Women Aid Workers Fatally Shot in Suspected Ambush in Pakistan

Taliban Abandons Jalalabad
397344 10: Afghan mujahideen walk around the former bombed-out headquarters of the Taliban November 16, 2001 in the recently acquired city of Jalalabad, Afghanistan, which fell from Taliban control. The building was bombed in late September by U.S-led air strikes. Photo by Spencer Platt/Getty Images

A former base of the Taliban is now a site of another brutal incident after four women aid workers were gunned down in a volatile area of Pakistan based on the local police and their employer.

Women Aid Workers Fatally Shot

According to NBC News, the chief executive of the college, Fayaz Khan, shared that the team was hired by Bravo College of Technology in Peshawar in order to help local women in gaining vocational skills such as sewing in North Waziristan. Khan also added in a phone interview that their role was tremendous for the local community and it is not the way to give back to someone or to people who worked hard for the poor.

The police chief, Shafiullah Gandapur shared that the women were shot in an apparently targeted attack as they passed through a deserted village close to the town of Mirali in the North Waziristan tribal district. Moreover, the North Waziristan runs along the border of Pakistan with Afghanistan and also served as a base for the Pakistani Taliban and other militants, which includes Al Qaeda, until 2014, when the army stated that it cleared the region on insurgents, CBS News reported.
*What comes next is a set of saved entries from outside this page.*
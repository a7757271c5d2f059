//! Per-run chunk loop: load, split, focus and accumulate every chunk of a run.
//!
//! Three entry points mirror the ways a run is reduced:
//!
//! * [Pipeline::focus_chunks] focuses one run, chunk by chunk, possibly split into groups and
//!   distributed across workers.
//! * [Pipeline::focus_and_sum] focuses several runs and sums them.
//! * [Pipeline::load_and_sum] loads and sums several runs without focusing (vanadium).

use std::path::PathBuf;
use std::sync::Arc;
use tracing::{event, Level};

use crate::accumulator::FocusAccumulator;
use crate::characterization::{
    check_info_match, CharacterizationInfo, CharacterizationMatcher, CharacterizationTable,
    RunOverrides,
};
use crate::chunking::{assign_round_robin, plan_chunks, ChunkDescriptor, RunId};
use crate::context::RunContext;
use crate::error::ReductionError;
use crate::focus::{Binning, Calibration, FocusConfig};
use crate::gather::{Contribution, Gatherer};
use crate::metrics;
use crate::models::{OutputFormat, ReductionRequest};
use crate::operation::{Corrections, FocusOperation, Loader, OutputWriter, SaveRequest};
use crate::operations::{self, Uncertainties};
use crate::splitter::{split_chunk, SplitGroup, SplitterTable, TimeFilterWall};
use crate::types::{Dataset, RunInfo};

/// Collaborators used by the pipeline.
#[derive(Clone)]
pub struct Collaborators {
    pub loader: Arc<dyn Loader>,
    pub focus: Arc<dyn FocusOperation>,
    pub corrections: Arc<dyn Corrections>,
    pub writer: Arc<dyn OutputWriter>,
    pub gatherer: Arc<dyn Gatherer>,
    /// Run focus operations on the rayon thread pool
    pub use_rayon: bool,
}

/// Reduction pipeline of one worker.
///
/// Holds the job configuration and collaborators. Run-scoped state lives in a [RunContext]
/// passed to each call.
pub struct Pipeline {
    collaborators: Collaborators,
    request: Arc<ReductionRequest>,
    focus_config: Arc<FocusConfig>,
    vanadium_config: Arc<FocusConfig>,
    matcher: CharacterizationMatcher,
    max_chunk_bytes: u64,
    compress_tolerance: f64,
}
//! Tracing (logging)

use tracing::level_filters::LevelFilter;
use tracing_subscriber::{layer::SubscriberExt, util::SubscriberInitExt, EnvFilter};

use crate::cli::CommandLineArgs;

/// Log level of this crate selected by the verbosity flags.
fn crate_level(args: &CommandLineArgs) -> LevelFilter {
    match (args.quiet, args.verbose) {
        (true, _) => LevelFilter::WARN,
        (false, 0) => LevelFilter::INFO,
        (false, 1) => LevelFilter::DEBUG,
        (false, _) => LevelFilter::TRACE,
    }
}

/// Initlialise tracing (logging)
///
/// Applies a filter based on the `RUST_LOG` environment variable. If not set, this crate logs at
/// the level selected by `--verbose` and `--quiet`. Event targets are shown when verbose.
pub fn init_tracing(args: &CommandLineArgs) {
    let filter = EnvFilter::try_from_default_env().unwrap_or_else(|_| {
        EnvFilter::default().add_directive(
            format!("powder_reduction={}", crate_level(args))
                .parse()
                .unwrap_or_else(|_| LevelFilter::INFO.into()),
        )
    });
    tracing_subscriber::registry()
        .with(filter)
        .with(tracing_subscriber::fmt::layer().with_target(args.verbose > 0))
        .init();
}

#[cfg(test)]
mod tests {
    use super::*;
    use clap::Parser;

    fn args(flags: &[&str]) -> CommandLineArgs {
        let mut argv = vec!["powder-reduction", "--request", "job.json"];
        argv.extend_from_slice(flags);
        CommandLineArgs::try_parse_from(argv).unwrap()
    }

    #[test]
    fn crate_level_from_flags() {
        assert_eq!(LevelFilter::INFO, crate_level(&args(&[])));
        assert_eq!(LevelFilter::DEBUG, crate_level(&args(&["-v"])));
        assert_eq!(LevelFilter::TRACE, crate_level(&args(&["-vvv"])));
        assert_eq!(LevelFilter::WARN, crate_level(&args(&["--quiet"])));
    }
}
However, no group immediately claimed responsibility for the attack. The incident which involves the death of the aid workers came in the middle of an uptick in attacks claimed by the Pakistani Taliban in the deeply conservative area in recent months and amid concern that the insurgents may be on a regroup.

Gandapur also stated in a phone interview that the North Waziristan tribal district has suffered badly from militancy for a long time. He also added that the security situation has improved but still we face a lot of problems.
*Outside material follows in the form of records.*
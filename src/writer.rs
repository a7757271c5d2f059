//! Reference text writer for reduced datasets.

use std::fs::File;
use std::io::{BufWriter, Write};
use std::path::{Path, PathBuf};
use tracing::{event, Level};

use crate::error::ReductionError;
use crate::models::OutputFormat;
use crate::operation::{OutputWriter, SaveRequest};
use crate::operations;
use crate::types::{Dataset, DatasetData, Histogram, PropertyValue};

/// File extension of an output format.
pub fn extension(format: OutputFormat) -> &'static str {
    match format {
        OutputFormat::Gsas => ".gsa",
        OutputFormat::Fullprof => ".dat",
        OutputFormat::Topas => ".xye",
        OutputFormat::Nexus => ".nxs.json",
        OutputFormat::Pdfgetn => ".getn",
    }
}

/// Path written for an output prefix and format, e.g. `/tmp/PG3_1000.gsa`.
pub fn output_path(prefix: &Path, format: OutputFormat) -> PathBuf {
    let mut path = prefix.as_os_str().to_owned();
    path.push(extension(format));
    PathBuf::from(path)
}

/// Writes GSAS, XYE, PDFgetN and JSON dataset files.
#[derive(Clone, Copy, Debug, Default)]
pub struct TextWriter;

impl TextWriter {
    /// Write the data of one format.
    fn write_format(
        &self,
        out: &mut impl Write,
        dataset: &Dataset,
        histogram: &Histogram,
        format: OutputFormat,
        request: &SaveRequest,
    ) -> Result<(), ReductionError> {
        match format {
            OutputFormat::Gsas => write_gsas(out, dataset, histogram, request),
            OutputFormat::Fullprof => write_xye(out, dataset, histogram, "XYDATA\n"),
            OutputFormat::Topas => write_xye(out, dataset, histogram, ""),
            OutputFormat::Pdfgetn => write_pdfgetn(out, dataset, histogram, request.bank),
            OutputFormat::Nexus => {
                serde_json::to_writer_pretty(&mut *out, dataset).map_err(std::io::Error::from)?;
                Ok(writeln!(out)?)
            }
        }
    }
}

impl OutputWriter for TextWriter {
    #[tracing::instrument(level = "DEBUG", skip(self, dataset), fields(name = %dataset.name))]
    fn save(
        &self,
        dataset: &Dataset,
        request: &SaveRequest,
    ) -> Result<Vec<PathBuf>, ReductionError> {
        let binned = match &dataset.data {
            DatasetData::Histogram(_) => dataset.clone(),
            DatasetData::Events(_) => operations::convert_to_histogram(dataset.clone())?,
        };
        let DatasetData::Histogram(histogram) = &binned.data else {
            return Err(ReductionError::IncompatibleDatasets {
                operation: "save",
                reason: "event data could not be histogrammed".to_string(),
            });
        };
        let mut paths = vec![];
        for format in &request.formats {
            let path = output_path(&request.prefix, *format);
            let mut out = BufWriter::new(File::create(&path)?);
            self.write_format(&mut out, dataset, histogram, *format, request)?;
            out.flush()?;
            event!(Level::DEBUG, "Wrote {}", path.display());
            paths.push(path);
        }
        Ok(paths)
    }
}

/// Title line of a dataset.
fn title(dataset: &Dataset) -> String {
    match dataset.run.property("split_label") {
        Some(PropertyValue::Text(label)) => format!("{} {}", dataset.name, label),
        _ => dataset.name.clone(),
    }
}

/// Rows of `(x, y, e)` of one spectrum, with x at the bin centres.
fn rows<'a>(
    histogram: &'a Histogram,
    row: usize,
    centres: &'a [f64],
) -> impl Iterator<Item = (f64, f64, f64)> + 'a {
    centres
        .iter()
        .zip(histogram.counts.row(row))
        .zip(histogram.errors.row(row))
        .map(|((x, y), e)| (*x, *y, *e))
}

/// GSAS FXYE banks. Normalised values are multiplied by the bin width.
fn write_gsas(
    out: &mut impl Write,
    dataset: &Dataset,
    histogram: &Histogram,
    request: &SaveRequest,
) -> Result<(), ReductionError> {
    writeln!(out, "{:<80}", title(dataset))?;
    if let Some(PropertyValue::Text(iparm)) = dataset.run.property("iparm_file") {
        writeln!(out, "{:<80}", format!("Instrument parameter file: {}", iparm))?;
    }
    let centres = histogram.centres();
    let widths = histogram.widths();
    let bins = histogram.number_bins();
    for (row, spectrum_number) in histogram.spectrum_numbers.iter().enumerate() {
        if let Some(geometry) = &dataset.geometry {
            if let Some(polar) = geometry.polar_of(*spectrum_number) {
                writeln!(out, "{:<80}", format!("# Spectrum {} tth {:.3} deg", spectrum_number, polar))?;
            }
        }
        let (first, last) = match (histogram.edges.first(), histogram.edges.last()) {
            (Some(first), Some(last)) => (*first, *last),
            _ => (0.0, 0.0),
        };
        writeln!(
            out,
            "{:<80}",
            format!(
                "BANK {} {} {} SLOG {:.6} {:.6} 0 0 FXYE",
                request.bank as usize + row,
                bins,
                bins,
                first,
                last
            )
        )?;
        for ((x, y, e), width) in rows(histogram, row, &centres).zip(&widths) {
            let scale = if request.normalized { *width } else { 1.0 };
            writeln!(out, "{:>15.5}{:>15.8}{:>15.8}", x, y * scale, e * scale)?;
        }
    }
    Ok(())
}

/// Three column XYE, one block per spectrum.
fn write_xye(
    out: &mut impl Write,
    dataset: &Dataset,
    histogram: &Histogram,
    preamble: &str,
) -> Result<(), ReductionError> {
    write!(out, "{}", preamble)?;
    let centres = histogram.centres();
    for (row, spectrum_number) in histogram.spectrum_numbers.iter().enumerate() {
        writeln!(out, "' {} spectrum {} {}", title(dataset), spectrum_number, dataset.units)?;
        for (x, y, e) in rows(histogram, row, &centres) {
            writeln!(out, "{:.6} {:.8} {:.8}", x, y, e)?;
        }
    }
    Ok(())
}

/// PDFgetN scan file, one scan per spectrum.
fn write_pdfgetn(
    out: &mut impl Write,
    dataset: &Dataset,
    histogram: &Histogram,
    bank: u32,
) -> Result<(), ReductionError> {
    writeln!(out, "#F {}", title(dataset))?;
    writeln!(out, "#R {}", dataset.run.run_number)?;
    let centres = histogram.centres();
    for (row, spectrum_number) in histogram.spectrum_numbers.iter().enumerate() {
        writeln!(out)?;
        writeln!(out, "#S {} bank {} spectrum {}", row + 1, bank as usize + row, spectrum_number)?;
        writeln!(out, "#N 3")?;
        writeln!(out, "#L X Y E")?;
        for (x, y, e) in rows(histogram, row, &centres) {
            writeln!(out, "{:.6} {:.8} {:.8}", x, y, e)?;
        }
    }
    Ok(())
}

#[cfg(test)]
mod tests {
    use super::*;
    use crate::types::{RunInfo, Units};
    use ndarray::array;

    fn dataset() -> Dataset {
        let mut histogram = Histogram::zeros(array![1.0, 2.0, 4.0], vec![1]);
        histogram.counts = array![[3.0, 0.5]];
        histogram.errors = array![[1.0, 0.25]];
        let mut run = RunInfo::new(1000, 0);
        run.set_property("iparm_file", "PG3.iparm");
        Dataset::histogram("PG3_1000", Units::DSpacing, histogram, run)
    }

    fn request(prefix: &Path, formats: Vec<OutputFormat>, normalized: bool) -> SaveRequest {
        SaveRequest {
            prefix: prefix.to_path_buf(),
            formats,
            normalized,
            bank: 1,
        }
    }

    #[test]
    fn test_output_path() {
        let prefix = PathBuf::from("/tmp/PG3_1000");
        assert_eq!(PathBuf::from("/tmp/PG3_1000.gsa"), output_path(&prefix, OutputFormat::Gsas));
        assert_eq!(
            PathBuf::from("/tmp/PG3_1000.nxs.json"),
            output_path(&prefix, OutputFormat::Nexus)
        );
        assert_eq!(
            PathBuf::from("/tmp/PG3_1000.getn"),
            output_path(&prefix, OutputFormat::Pdfgetn)
        );
    }

    #[test]
    fn test_save_all_formats() {
        let dir = tempfile::tempdir().unwrap();
        let prefix = dir.path().join("PG3_1000");
        let formats = vec![
            OutputFormat::Gsas,
            OutputFormat::Fullprof,
            OutputFormat::Topas,
            OutputFormat::Nexus,
        ];
        let paths = TextWriter.save(&dataset(), &request(&prefix, formats, false)).unwrap();
        assert_eq!(4, paths.len());
        assert!(paths.iter().all(|path| path.exists()));
        let xye = std::fs::read_to_string(dir.path().join("PG3_1000.xye")).unwrap();
        assert_eq!(
            "' PG3_1000 spectrum 1 DSpacing\n1.500000 3.00000000 1.00000000\n3.000000 0.50000000 0.25000000\n",
            xye
        );
        let dat = std::fs::read_to_string(dir.path().join("PG3_1000.dat")).unwrap();
        assert!(dat.starts_with("XYDATA\n"));
    }

    #[test]
    fn test_gsas_normalized_by_width() {
        let dir = tempfile::tempdir().unwrap();
        let prefix = dir.path().join("PG3_1000");
        for normalized in [false, true] {
            let request = request(&prefix, vec![OutputFormat::Gsas], normalized);
            let paths = TextWriter.save(&dataset(), &request).unwrap();
            let text = std::fs::read_to_string(&paths[0]).unwrap();
            let lines: Vec<&str> = text.lines().collect();
            assert_eq!("PG3_1000", lines[0].trim_end());
            assert_eq!("Instrument parameter file: PG3.iparm", lines[1].trim_end());
            assert!(lines[2].starts_with("BANK 1 2 2 SLOG"));
            let last: Vec<f64> = lines[4]
                .split_whitespace()
                .map(|value| value.parse().unwrap())
                .collect();
            // The second bin is 2 wide.
            let expected = if normalized { 1.0 } else { 0.5 };
            assert_eq!(vec![3.0, expected, expected / 2.0], last);
        }
    }

    #[test]
    fn test_nexus_round_trip() {
        let dir = tempfile::tempdir().unwrap();
        let prefix = dir.path().join("PG3_1000");
        let paths = TextWriter
            .save(&dataset(), &request(&prefix, vec![OutputFormat::Nexus], false))
            .unwrap();
        let text = std::fs::read_to_string(&paths[0]).unwrap();
        let loaded: Dataset = serde_json::from_str(&text).unwrap();
        assert_eq!(dataset(), loaded);
    }

    #[test]
    fn test_event_data_is_histogrammed() {
        let dir = tempfile::tempdir().unwrap();
        let prefix = dir.path().join("PG3_1000");
        let mut events = crate::test_utils::focused_events(1000, &[1.5, 1.6, 3.0]);
        if let DatasetData::Events(data) = &mut events.data {
            data.edges = Some(array![1.0, 2.0, 4.0]);
        }
        let paths = TextWriter
            .save(&events, &request(&prefix, vec![OutputFormat::Pdfgetn], false))
            .unwrap();
        let text = std::fs::read_to_string(&paths[0]).unwrap();
        assert!(text.starts_with("#F PG3_1000\n#R 1000\n"));
        assert!(text.contains("#S 1 bank 1 spectrum 1"));
        assert!(text.contains("1.500000 2.00000000"));
        assert!(text.contains("3.000000 1.00000000"));
    }

    #[test]
    fn test_missing_directory() {
        let prefix = PathBuf::from("/no/such/directory/PG3_1000");
        let result = TextWriter.save(&dataset(), &request(&prefix, vec![OutputFormat::Topas], false));
        assert!(matches!(result, Err(ReductionError::Io(_))));
    }
}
Despite having a similar ideology, the Pakistani Taliban, also known as Tehreek-e-Taliban Pakistan is separate from the Afghan Taliban. The group which was formed in 2007 targets to topple the government of Pakistan and to establish a government that is in line with their strict interpretation of Islam.

Despite its operations in numerous areas across the country, the Taliban as of the moment does not control any particular area. In the past, in areas under their control, the Pakistani group banned education for girls, and women were not allowed to work. Even nonprofit organizations were also banned from their operations in the area.

In addition, advocates of girls' education have also been targeted in the past. In 2012 members of the Pakistani Taliban claimed responsibility for shooting and badly wounding Nobel Laureate Malala Yousafzai. Yousafzai had enraged the Taliban by its promotions on education among girls.

Even to this day, just like the four women, women aid workers who are working for charities are at risk in conservative tribal areas in Pakistan where many men and militants reject their efforts in empowering women in local society and paint them as stooges of the West.

The police chief, Gandapur also stated that female social workers came there from towns and the nonprofit had not informed them before sending these females to the volatile area. He also added that they had to inform them in their visits as they will be providing the security and to avoid any unwanted incident, The Week reported.